Considerato l’insieme dei rapporti di lavoro dipendente, il bilancio del 2018 non può che considerarsi positivamente, con un saldo tra assunzioni e cessazioni pari a 36.200 posizioni lavorative e l’andamento positivo dei contratti a tempo indeterminato. Da quanto emerge dai dati dell’Osservatorio di Veneto Lavoro sulla dinamica del lavoro dipendente, nell’anno trascorso le posizioni di lavoro dipendente in Veneto sono aumentate per circa 25.000 unità. E’ il quarto anno consecutivo in cui i posti di lavoro dipendente crescono. La media è inferiore a quella del triennio precedente e pare abbia beneficiato degli effetti di trascinamento: a partire dal secondo trimestre i saldi tra assunzioni e cessazioni sono meno importanti di quelli corrispondenti dell’anno precedente.

La dinamica positiva riguarda i contratti a tempo indeterminato e nel 2018, secondo Veneto Lavoro, risulta dovuta sia al buon andamento delle assunzioni a tempo indeterminato al netto dell’apprendistato, sia alla crescita delle trasformazioni, il doppio rispetto all’anno precedente (60.000 contro 30.000).  Numerose le cause delle trasformazioni: gli incentivi previsti per gli under 36 dalla legge di bilancio 2018,  l’elevato numero di contratti di lavoro a tempo determinato attivati sia nel 2017 che nel 2018 con successivi alti volumi di trasformazioni in tempo indeterminato; le restrizioni introdotte dalla legge 96 del 9 agosto 2018 (conversione del cd “decreto dignità”), all’utilizzo di contratti a termine. Sembra inoltre aver trovato un limite la crescita delle attivazioni di tirocini, soprattutto a seguito delle modifiche delle normative nazionale e regionale che hanno ridotto il numero di soggetti che possono essere contemporaneamente affiancati da ciascun tutor dell’organismo promotore.

La novità, secondo l’assessore al lavoro della Regione Veneto Elena Donazzan, potrebbe essere data dai frutti del cosiddetto Decreto Dignità, che ha penalizzato i rinnovi dei contratti precari. “ Bene la crescita del tempo indeterminato – sottolinea l’assessore – ma attenzione a non considerare il lavoro a termine un fattore di per sé negativo. Nel medio periodo più contratti a tempo determinato si traducono in più posti di lavoro a tempo indeterminato. Alla lunga, quindi, la contrazione del lavoro a termine, se dovesse perdurare su questi ritmi, potrebbe avere effetti negativi anche sull’occupazione stabile. L’obiettivo deve essere quello di incentivare il ricorso al tempo indeterminato senza necessariamente andare a discapito dei contratti a termine, che spesso rappresentano il primo passo verso la stabilizzazione o un’occupazione più duratura”.

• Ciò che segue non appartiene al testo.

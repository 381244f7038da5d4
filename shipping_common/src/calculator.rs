//! Shipping quote calculator.
//!
//! Prices a cart as a flat base fee plus a per-item increment (`$10.00 + $0.50` per
//! item by default). Every operation has two forms:
//! - `try_*` returns `Err(QuoteError)` for rejected input, so a caller can tell a
//!   legitimately free cart from an invalid one.
//! - the plain form clamps any rejection to `Quote::ZERO`.
//!
//! The calculator is stateless apart from its rates and observer and can be shared
//! across threads behind an `Arc`.

use rust_decimal::Decimal;

use crate::cart::LineItem;
use crate::error::QuoteError;
use crate::observer::{NoOpObserver, Operation, QuoteEvent, QuoteObserver};
use crate::quote::Quote;

/// Fee schedule applied to non-empty carts.
#[derive(Debug, Clone, Copy, PartialEq, Eq)]
pub struct ShippingRates {
    /// Flat fee charged once per non-empty cart.
    pub base_fee: Decimal,
    /// Fee charged for every unit in the cart.
    pub per_item: Decimal,
}

impl ShippingRates {
    /// Creates a fee schedule.
    pub fn new(base_fee: Decimal, per_item: Decimal) -> Self {
        ShippingRates { base_fee, per_item }
    }

    /// Total cost for `total_items` units; an empty cart costs nothing.
    pub fn cost_for(&self, total_items: i64) -> Result<Decimal, QuoteError> {
        if total_items <= 0 {
            return Ok(Decimal::ZERO);
        }
        self.per_item
            .checked_mul(Decimal::from(total_items))
            .and_then(|variable| variable.checked_add(self.base_fee))
            .ok_or_else(|| QuoteError::AmountOutOfRange(format!("{} items", total_items)))
    }
}

impl Default for ShippingRates {
    fn default() -> Self {
        ShippingRates::new(Decimal::TEN, Decimal::new(5, 1))
    }
}

/// Quote calculator with its fee schedule and an injected observer.
#[derive(Debug, Clone)]
pub struct QuoteCalculator<O = NoOpObserver> {
    rates: ShippingRates,
    observer: O,
}

impl QuoteCalculator<NoOpObserver> {
    /// Calculator with default rates that reports nothing.
    pub fn silent() -> Self {
        QuoteCalculator::new(ShippingRates::default(), NoOpObserver)
    }
}

impl Default for QuoteCalculator<NoOpObserver> {
    fn default() -> Self {
        QuoteCalculator::silent()
    }
}

impl<O: QuoteObserver> QuoteCalculator<O> {
    /// Creates a calculator reporting to `observer`.
    pub fn new(rates: ShippingRates, observer: O) -> Self {
        QuoteCalculator { rates, observer }
    }

    /// Prices `items`, rejecting any quantity below one.
    pub fn try_quote_from_items<I: LineItem>(&self, items: &[I]) -> Result<Quote, QuoteError> {
        let operation = Operation::CreateQuoteFromItems;
        self.observer.on_event(QuoteEvent::Received { operation });
        let result = self.price_items(items);
        self.report(operation, &result);
        result
    }

    /// Prices `items`; invalid input yields `Quote::ZERO`.
    pub fn quote_from_items<I: LineItem>(&self, items: &[I]) -> Quote {
        self.try_quote_from_items(items).unwrap_or(Quote::ZERO)
    }

    /// Converts a currency amount, rejecting negative and non-finite values.
    pub fn try_quote_from_amount(&self, value: f64) -> Result<Quote, QuoteError> {
        let operation = Operation::CreateQuoteFromAmount;
        self.observer.on_event(QuoteEvent::Received { operation });
        let result = Quote::from_f64(value);
        self.report(operation, &result);
        result
    }

    /// Converts a currency amount; invalid input yields `Quote::ZERO`.
    pub fn quote_from_amount(&self, value: f64) -> Quote {
        self.try_quote_from_amount(value).unwrap_or(Quote::ZERO)
    }

    fn price_items<I: LineItem>(&self, items: &[I]) -> Result<Quote, QuoteError> {
        if let Some((index, item)) = items.iter().enumerate().find(|(_, item)| item.quantity() < 1) {
            return Err(QuoteError::InvalidQuantity {
                index,
                quantity: item.quantity(),
            });
        }

        let total_items: i64 = items.iter().map(|item| i64::from(item.quantity())).sum();
        let cost = self.rates.cost_for(total_items)?;
        Quote::from_decimal(cost)
    }

    fn report(&self, operation: Operation, result: &Result<Quote, QuoteError>) {
        let event = match result {
            Ok(quote) => QuoteEvent::Completed {
                operation,
                quote: *quote,
            },
            Err(e) => QuoteEvent::Rejected {
                operation,
                reason: e.to_string(),
            },
        };
        self.observer.on_event(event);
    }
}

/// Prices `items` with the default rates; invalid input yields `Quote::ZERO`.
pub fn quote_from_items<I: LineItem>(items: &[I]) -> Quote {
    QuoteCalculator::silent().quote_from_items(items)
}

/// Prices `items` with the default rates.
pub fn try_quote_from_items<I: LineItem>(items: &[I]) -> Result<Quote, QuoteError> {
    QuoteCalculator::silent().try_quote_from_items(items)
}

/// Converts a currency amount; invalid input yields `Quote::ZERO`.
pub fn quote_from_amount(value: f64) -> Quote {
    QuoteCalculator::silent().quote_from_amount(value)
}

/// Converts a currency amount.
pub fn try_quote_from_amount(value: f64) -> Result<Quote, QuoteError> {
    QuoteCalculator::silent().try_quote_from_amount(value)
}

#[cfg(test)]
mod tests {
    use super::*;
    use crate::cart::CartItem;
    use proptest::prelude::*;
    use std::sync::{Arc, Mutex};

    struct Qty(i32);

    impl LineItem for Qty {
        fn quantity(&self) -> i32 {
            self.0
        }
    }

    #[derive(Default)]
    struct RecordingObserver {
        events: Mutex<Vec<QuoteEvent>>,
    }

    impl QuoteObserver for RecordingObserver {
        fn on_event(&self, event: QuoteEvent) {
            self.events.lock().unwrap().push(event);
        }
    }

    fn quote(units: u32, subunits: u32) -> Quote {
        Quote::new(units, subunits).unwrap()
    }

    #[test]
    fn three_items_cost_eleven_fifty() {
        assert_eq!(quote_from_items(&[Qty(3)]), quote(11, 50));
        assert_eq!(quote_from_items(&[Qty(3)]).to_string(), "$11.50");
    }

    #[test]
    fn quantities_are_summed_across_items() {
        let items = vec![CartItem::new("OLJCESPC7Z", 2), CartItem::new("66VCHSJNUP", 5)];
        assert_eq!(quote_from_items(&items), quote(13, 50));
    }

    #[test]
    fn zero_quantity_clamps_to_zero() {
        assert_eq!(quote_from_items(&[Qty(0)]), Quote::ZERO);
        assert_eq!(quote_from_items(&[Qty(4), Qty(-1)]), Quote::ZERO);
    }

    #[test]
    fn zero_quantity_is_reported_by_try_form() {
        assert_eq!(
            try_quote_from_items(&[Qty(4), Qty(0), Qty(-2)]),
            Err(QuoteError::InvalidQuantity {
                index: 1,
                quantity: 0
            })
        );
    }

    #[test]
    fn empty_cart_is_free() {
        let empty: [CartItem; 0] = [];
        assert_eq!(quote_from_items(&empty), Quote::ZERO);
        assert_eq!(try_quote_from_items(&empty), Ok(Quote::ZERO));
    }

    #[test]
    fn amount_conversion() {
        assert_eq!(quote_from_amount(0.0), Quote::ZERO);
        assert_eq!(quote_from_amount(10.555), quote(10, 56));
        assert_eq!(quote_from_amount(-5.0), Quote::ZERO);
        assert_eq!(try_quote_from_amount(-5.0), Err(QuoteError::NegativeAmount(-5.0)));
    }

    #[test]
    fn custom_rates_are_applied() {
        let rates = ShippingRates::new(Decimal::new(499, 2), Decimal::new(125, 2));
        let calculator = QuoteCalculator::new(rates, NoOpObserver);
        // 4.99 + 1.25 * 3
        assert_eq!(calculator.quote_from_items(&[Qty(3)]), quote(8, 74));
    }

    #[test]
    fn large_carts_overflow_to_rejection() {
        let items: Vec<Qty> = (0..5).map(|_| Qty(i32::MAX)).collect();
        assert!(matches!(
            try_quote_from_items(&items),
            Err(QuoteError::AmountOutOfRange(_))
        ));
        assert_eq!(quote_from_items(&items), Quote::ZERO);
    }

    #[test]
    fn observer_sees_received_then_outcome() {
        let observer = Arc::new(RecordingObserver::default());
        let calculator = QuoteCalculator::new(ShippingRates::default(), Arc::clone(&observer));

        calculator.quote_from_items(&[Qty(1)]);
        calculator.quote_from_amount(-1.0);

        let events = observer.events.lock().unwrap();
        assert_eq!(events.len(), 4);
        assert_eq!(
            events[0],
            QuoteEvent::Received {
                operation: Operation::CreateQuoteFromItems
            }
        );
        assert_eq!(
            events[1],
            QuoteEvent::Completed {
                operation: Operation::CreateQuoteFromItems,
                quote: quote(10, 50)
            }
        );
        assert!(matches!(
            events[3],
            QuoteEvent::Rejected {
                operation: Operation::CreateQuoteFromAmount,
                ..
            }
        ));
    }

    proptest! {
        #[test]
        fn cost_never_decreases_with_more_items(
            quantities in prop::collection::vec(1i32..1_000, 0..20),
            extra in 1i32..1_000,
        ) {
            let base: Vec<Qty> = quantities.iter().map(|q| Qty(*q)).collect();
            let mut more: Vec<Qty> = quantities.iter().map(|q| Qty(*q)).collect();
            more.push(Qty(extra));
            prop_assert!(quote_from_items(&more) >= quote_from_items(&base));
        }

        #[test]
        fn matches_flat_fee_formula(quantity in 1i32..100_000) {
            let expected = 1_000 + 50 * u64::from(quantity as u32);
            prop_assert_eq!(quote_from_items(&[Qty(quantity)]).total_subunits(), expected);
        }
    }
}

E i disoccupati? Secondo il trimestrale di analisi congiunturale di Veneto Lavoro, La Bussola, a fine del 2018 i disoccupati disponibili registrati presso i Centri per l’impiego e domiciliati in Veneto risultano circa 344.000. Sono principalmente donne (190.000, pari al 55%); mentre gli stranieri sono 93.600 (27%) Per quanto concerne la distribuzione per classe di età, la prevalenza (53%) è degli adulti fra i 30 e i 54 anni (183.400), mentre giovani e anziani pesano entrambi per il 23%. I laureati sono circa 29.000 (meno del 10%) e risulta ancora rilevante il numero di soggetti in possesso solo della licenza di scuola media inferiore (35%). La distribuzione territoriale dei disoccupati risulta abbastanza omogenea: si oscilla tra i 50.800 disoccupati di Vicenza e i 75.500 di Venezia; inferiori i numeri di Rovigo (20.200 disoccupati) e Belluno (12.300 disoccupati).